Take from the listing each line that has the string "ProductConfig".

"""

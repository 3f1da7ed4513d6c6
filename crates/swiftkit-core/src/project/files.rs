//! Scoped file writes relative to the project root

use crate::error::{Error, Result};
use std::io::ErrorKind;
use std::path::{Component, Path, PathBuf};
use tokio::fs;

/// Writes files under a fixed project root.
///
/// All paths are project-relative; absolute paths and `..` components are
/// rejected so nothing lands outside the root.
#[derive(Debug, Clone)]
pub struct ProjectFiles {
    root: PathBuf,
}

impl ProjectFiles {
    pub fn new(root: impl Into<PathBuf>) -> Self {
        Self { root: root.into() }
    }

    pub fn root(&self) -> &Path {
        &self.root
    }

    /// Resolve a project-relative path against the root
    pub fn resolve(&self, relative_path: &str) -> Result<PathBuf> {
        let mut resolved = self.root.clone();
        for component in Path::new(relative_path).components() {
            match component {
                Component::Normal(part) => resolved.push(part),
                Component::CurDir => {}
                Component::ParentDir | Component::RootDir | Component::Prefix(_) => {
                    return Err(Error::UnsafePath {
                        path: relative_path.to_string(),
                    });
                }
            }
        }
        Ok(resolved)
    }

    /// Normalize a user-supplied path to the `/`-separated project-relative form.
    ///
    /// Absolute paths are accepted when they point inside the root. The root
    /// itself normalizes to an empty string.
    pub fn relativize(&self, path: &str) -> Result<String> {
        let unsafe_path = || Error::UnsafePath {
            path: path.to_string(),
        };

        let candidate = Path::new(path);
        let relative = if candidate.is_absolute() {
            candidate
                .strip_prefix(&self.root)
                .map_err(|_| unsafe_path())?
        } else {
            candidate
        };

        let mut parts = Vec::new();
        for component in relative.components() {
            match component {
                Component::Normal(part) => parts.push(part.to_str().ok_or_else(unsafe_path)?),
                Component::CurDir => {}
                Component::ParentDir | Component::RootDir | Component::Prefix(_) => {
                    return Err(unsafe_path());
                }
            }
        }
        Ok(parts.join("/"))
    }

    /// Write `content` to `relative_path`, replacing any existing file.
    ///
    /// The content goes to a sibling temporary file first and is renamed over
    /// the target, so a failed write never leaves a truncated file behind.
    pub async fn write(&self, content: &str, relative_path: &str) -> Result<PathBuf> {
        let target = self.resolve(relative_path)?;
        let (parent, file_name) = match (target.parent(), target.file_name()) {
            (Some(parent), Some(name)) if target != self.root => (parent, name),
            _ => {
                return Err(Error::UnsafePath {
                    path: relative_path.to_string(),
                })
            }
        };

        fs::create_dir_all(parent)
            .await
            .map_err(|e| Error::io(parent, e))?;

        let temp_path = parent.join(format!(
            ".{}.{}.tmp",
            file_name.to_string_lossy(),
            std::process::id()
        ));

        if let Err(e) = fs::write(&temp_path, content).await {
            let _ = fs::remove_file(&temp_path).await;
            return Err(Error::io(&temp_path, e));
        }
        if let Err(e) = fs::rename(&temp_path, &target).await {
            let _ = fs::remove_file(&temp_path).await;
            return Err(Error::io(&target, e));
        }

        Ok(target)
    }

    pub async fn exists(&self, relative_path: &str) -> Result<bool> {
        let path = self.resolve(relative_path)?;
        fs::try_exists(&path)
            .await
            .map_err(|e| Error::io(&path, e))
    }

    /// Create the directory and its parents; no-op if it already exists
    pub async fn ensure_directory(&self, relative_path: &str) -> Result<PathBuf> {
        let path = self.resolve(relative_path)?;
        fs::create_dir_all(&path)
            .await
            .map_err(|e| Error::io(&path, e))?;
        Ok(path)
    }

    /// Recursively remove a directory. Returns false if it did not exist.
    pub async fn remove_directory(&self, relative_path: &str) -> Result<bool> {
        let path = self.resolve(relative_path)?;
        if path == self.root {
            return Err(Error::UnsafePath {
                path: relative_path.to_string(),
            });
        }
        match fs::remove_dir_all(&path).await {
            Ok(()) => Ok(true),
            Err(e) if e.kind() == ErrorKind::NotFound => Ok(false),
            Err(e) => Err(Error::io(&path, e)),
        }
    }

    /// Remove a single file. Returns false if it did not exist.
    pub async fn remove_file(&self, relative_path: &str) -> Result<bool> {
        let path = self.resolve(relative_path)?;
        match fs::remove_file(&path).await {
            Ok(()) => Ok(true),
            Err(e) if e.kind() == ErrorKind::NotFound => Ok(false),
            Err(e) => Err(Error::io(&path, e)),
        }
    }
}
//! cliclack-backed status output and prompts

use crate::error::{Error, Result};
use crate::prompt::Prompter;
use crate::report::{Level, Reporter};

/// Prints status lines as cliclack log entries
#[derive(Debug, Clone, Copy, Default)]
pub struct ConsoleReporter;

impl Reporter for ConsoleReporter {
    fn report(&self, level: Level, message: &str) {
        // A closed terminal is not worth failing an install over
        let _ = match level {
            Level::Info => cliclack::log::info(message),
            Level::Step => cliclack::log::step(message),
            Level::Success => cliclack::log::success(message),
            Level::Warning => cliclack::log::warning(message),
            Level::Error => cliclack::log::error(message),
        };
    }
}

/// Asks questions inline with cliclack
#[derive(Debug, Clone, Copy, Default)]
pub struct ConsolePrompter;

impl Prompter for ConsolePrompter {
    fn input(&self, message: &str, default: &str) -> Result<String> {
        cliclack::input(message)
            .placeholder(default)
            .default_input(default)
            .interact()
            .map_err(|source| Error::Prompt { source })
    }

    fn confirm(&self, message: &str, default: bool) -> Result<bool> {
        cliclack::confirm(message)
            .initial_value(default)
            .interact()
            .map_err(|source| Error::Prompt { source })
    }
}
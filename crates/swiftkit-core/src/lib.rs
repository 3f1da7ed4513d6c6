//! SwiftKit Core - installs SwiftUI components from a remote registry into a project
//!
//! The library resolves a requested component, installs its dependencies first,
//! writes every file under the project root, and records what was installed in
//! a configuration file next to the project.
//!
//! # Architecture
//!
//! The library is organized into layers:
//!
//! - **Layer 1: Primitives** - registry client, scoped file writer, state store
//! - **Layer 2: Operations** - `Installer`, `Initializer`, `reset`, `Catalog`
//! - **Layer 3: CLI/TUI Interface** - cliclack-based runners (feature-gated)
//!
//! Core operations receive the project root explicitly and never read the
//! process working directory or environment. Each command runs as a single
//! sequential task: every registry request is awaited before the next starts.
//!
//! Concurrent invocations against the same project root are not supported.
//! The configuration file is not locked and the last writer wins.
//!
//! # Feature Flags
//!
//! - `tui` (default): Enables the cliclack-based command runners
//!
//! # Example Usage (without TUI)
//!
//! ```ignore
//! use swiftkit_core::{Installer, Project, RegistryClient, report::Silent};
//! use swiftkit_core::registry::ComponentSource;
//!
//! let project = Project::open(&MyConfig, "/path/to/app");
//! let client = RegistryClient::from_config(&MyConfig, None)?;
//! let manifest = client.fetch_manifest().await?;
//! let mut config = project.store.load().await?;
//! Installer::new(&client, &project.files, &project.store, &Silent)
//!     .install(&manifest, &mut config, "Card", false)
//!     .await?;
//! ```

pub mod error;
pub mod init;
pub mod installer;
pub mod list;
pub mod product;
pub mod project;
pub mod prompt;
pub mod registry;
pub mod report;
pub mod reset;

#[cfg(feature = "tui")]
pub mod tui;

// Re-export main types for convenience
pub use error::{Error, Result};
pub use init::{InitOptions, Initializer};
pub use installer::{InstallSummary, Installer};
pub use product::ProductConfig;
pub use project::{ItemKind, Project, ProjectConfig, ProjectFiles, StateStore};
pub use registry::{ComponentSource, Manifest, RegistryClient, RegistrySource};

"""
"""

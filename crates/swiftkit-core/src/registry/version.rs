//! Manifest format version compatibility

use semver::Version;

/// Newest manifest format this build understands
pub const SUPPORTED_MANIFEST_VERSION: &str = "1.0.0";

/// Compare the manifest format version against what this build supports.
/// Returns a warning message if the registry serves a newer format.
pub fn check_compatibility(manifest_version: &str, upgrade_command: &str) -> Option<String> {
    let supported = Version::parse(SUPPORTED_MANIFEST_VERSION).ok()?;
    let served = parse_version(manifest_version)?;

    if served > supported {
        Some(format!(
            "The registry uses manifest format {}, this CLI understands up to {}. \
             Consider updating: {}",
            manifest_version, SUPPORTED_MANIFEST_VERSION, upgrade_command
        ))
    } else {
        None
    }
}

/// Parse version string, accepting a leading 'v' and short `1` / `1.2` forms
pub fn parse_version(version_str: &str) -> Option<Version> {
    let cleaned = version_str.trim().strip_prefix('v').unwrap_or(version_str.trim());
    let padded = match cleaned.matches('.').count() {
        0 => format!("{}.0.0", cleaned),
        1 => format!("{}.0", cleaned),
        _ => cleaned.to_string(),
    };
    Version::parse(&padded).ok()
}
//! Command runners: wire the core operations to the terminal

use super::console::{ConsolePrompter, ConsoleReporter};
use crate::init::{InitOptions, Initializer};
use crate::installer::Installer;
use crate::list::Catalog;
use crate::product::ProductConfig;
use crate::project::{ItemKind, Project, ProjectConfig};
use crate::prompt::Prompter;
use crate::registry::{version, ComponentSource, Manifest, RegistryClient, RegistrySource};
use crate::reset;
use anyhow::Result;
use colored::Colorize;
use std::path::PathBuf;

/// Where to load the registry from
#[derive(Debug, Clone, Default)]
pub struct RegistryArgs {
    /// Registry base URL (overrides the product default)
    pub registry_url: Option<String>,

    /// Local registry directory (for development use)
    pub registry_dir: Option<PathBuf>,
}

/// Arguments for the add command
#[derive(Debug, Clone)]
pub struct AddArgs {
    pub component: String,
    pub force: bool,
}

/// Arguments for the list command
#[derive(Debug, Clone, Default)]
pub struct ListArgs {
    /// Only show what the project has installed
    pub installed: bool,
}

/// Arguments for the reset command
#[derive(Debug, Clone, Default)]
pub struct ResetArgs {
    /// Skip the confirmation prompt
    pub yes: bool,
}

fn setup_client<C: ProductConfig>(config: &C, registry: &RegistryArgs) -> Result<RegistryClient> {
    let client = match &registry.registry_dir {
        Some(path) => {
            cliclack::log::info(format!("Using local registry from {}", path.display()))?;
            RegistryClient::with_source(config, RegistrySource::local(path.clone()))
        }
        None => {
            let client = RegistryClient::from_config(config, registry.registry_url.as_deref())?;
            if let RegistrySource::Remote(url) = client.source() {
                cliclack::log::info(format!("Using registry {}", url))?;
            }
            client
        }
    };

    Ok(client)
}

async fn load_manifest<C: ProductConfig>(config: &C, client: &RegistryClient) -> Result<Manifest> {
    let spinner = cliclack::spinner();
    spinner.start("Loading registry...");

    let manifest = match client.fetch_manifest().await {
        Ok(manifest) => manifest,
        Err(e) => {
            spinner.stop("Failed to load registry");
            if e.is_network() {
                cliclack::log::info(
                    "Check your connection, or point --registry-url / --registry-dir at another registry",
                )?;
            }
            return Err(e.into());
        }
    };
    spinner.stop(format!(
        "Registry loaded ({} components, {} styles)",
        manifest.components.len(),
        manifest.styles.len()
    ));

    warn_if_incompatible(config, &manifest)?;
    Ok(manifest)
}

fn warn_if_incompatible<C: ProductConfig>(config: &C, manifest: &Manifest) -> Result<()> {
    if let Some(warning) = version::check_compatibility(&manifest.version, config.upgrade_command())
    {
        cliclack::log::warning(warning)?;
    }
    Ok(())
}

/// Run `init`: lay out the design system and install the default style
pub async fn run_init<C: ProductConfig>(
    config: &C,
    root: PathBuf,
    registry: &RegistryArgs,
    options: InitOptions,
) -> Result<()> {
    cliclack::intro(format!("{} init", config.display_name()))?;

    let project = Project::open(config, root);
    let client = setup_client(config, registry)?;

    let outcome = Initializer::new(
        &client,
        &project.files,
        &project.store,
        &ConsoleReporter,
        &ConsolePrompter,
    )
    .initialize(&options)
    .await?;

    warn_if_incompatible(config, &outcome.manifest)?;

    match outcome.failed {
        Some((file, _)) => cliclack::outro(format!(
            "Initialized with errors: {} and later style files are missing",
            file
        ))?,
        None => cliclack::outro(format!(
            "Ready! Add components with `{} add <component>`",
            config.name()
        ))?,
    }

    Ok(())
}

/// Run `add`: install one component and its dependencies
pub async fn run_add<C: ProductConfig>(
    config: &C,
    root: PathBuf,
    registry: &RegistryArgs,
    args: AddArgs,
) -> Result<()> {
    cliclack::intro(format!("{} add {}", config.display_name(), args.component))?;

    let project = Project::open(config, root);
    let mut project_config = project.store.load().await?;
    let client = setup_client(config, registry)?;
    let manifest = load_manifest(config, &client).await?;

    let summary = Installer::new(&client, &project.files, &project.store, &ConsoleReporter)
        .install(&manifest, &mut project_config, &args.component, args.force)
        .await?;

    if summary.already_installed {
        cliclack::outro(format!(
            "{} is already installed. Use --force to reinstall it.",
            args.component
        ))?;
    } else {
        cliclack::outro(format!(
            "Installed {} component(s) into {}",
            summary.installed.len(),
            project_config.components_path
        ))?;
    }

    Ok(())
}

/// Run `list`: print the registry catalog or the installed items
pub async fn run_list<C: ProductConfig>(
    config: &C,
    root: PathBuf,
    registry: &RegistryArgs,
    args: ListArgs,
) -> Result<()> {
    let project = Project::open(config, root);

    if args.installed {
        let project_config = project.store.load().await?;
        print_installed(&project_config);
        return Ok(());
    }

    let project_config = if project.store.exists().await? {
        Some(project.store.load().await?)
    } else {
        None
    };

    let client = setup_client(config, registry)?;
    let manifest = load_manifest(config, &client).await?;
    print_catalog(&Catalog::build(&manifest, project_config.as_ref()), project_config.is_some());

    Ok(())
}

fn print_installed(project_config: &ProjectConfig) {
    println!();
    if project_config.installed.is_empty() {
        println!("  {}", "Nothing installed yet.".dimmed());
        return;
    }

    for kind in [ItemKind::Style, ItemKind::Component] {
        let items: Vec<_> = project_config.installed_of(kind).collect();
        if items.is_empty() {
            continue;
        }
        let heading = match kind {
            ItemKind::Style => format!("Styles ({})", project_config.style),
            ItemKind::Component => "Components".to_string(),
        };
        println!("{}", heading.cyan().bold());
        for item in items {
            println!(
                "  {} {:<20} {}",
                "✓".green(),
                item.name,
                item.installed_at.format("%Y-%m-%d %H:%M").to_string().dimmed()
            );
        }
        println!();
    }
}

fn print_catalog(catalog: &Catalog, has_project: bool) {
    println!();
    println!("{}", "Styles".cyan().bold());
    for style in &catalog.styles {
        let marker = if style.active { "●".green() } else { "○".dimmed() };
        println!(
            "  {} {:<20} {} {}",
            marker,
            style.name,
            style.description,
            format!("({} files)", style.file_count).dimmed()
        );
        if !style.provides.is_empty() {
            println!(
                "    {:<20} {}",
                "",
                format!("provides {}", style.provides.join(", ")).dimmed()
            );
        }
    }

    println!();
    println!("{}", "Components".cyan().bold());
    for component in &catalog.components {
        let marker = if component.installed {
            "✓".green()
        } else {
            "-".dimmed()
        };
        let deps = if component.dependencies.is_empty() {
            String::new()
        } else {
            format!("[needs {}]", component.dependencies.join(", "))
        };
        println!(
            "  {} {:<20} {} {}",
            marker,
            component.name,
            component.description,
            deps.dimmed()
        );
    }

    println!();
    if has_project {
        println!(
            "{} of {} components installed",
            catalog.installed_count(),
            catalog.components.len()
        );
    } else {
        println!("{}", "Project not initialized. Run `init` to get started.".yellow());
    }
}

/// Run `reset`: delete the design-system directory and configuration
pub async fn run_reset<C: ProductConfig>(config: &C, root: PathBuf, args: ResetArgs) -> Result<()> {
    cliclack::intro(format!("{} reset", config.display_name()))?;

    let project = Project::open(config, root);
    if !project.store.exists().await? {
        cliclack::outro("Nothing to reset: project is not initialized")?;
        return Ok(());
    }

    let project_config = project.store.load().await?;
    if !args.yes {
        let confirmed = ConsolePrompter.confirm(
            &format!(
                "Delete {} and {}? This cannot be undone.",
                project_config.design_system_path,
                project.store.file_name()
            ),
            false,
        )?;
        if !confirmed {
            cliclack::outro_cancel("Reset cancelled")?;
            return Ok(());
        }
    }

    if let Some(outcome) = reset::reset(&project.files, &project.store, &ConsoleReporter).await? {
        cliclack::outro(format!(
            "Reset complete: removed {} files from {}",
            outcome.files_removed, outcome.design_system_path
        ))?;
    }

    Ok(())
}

"""

= RESULT =
pub use product::ProductConfig;
use crate::product::ProductConfig;
fn setup_client<C: ProductConfig>(config: &C, registry: &RegistryArgs) -> Result<RegistryClient> {
async fn load_manifest<C: ProductConfig>(config: &C, client: &RegistryClient) -> Result<Manifest> {
fn warn_if_incompatible<C: ProductConfig>(config: &C, manifest: &Manifest) -> Result<()> {
pub async fn run_init<C: ProductConfig>(
pub async fn run_add<C: ProductConfig>(
pub async fn run_list<C: ProductConfig>(
pub async fn run_reset<C: ProductConfig>(config: &C, root: PathBuf, args: ResetArgs) -> Result<()> {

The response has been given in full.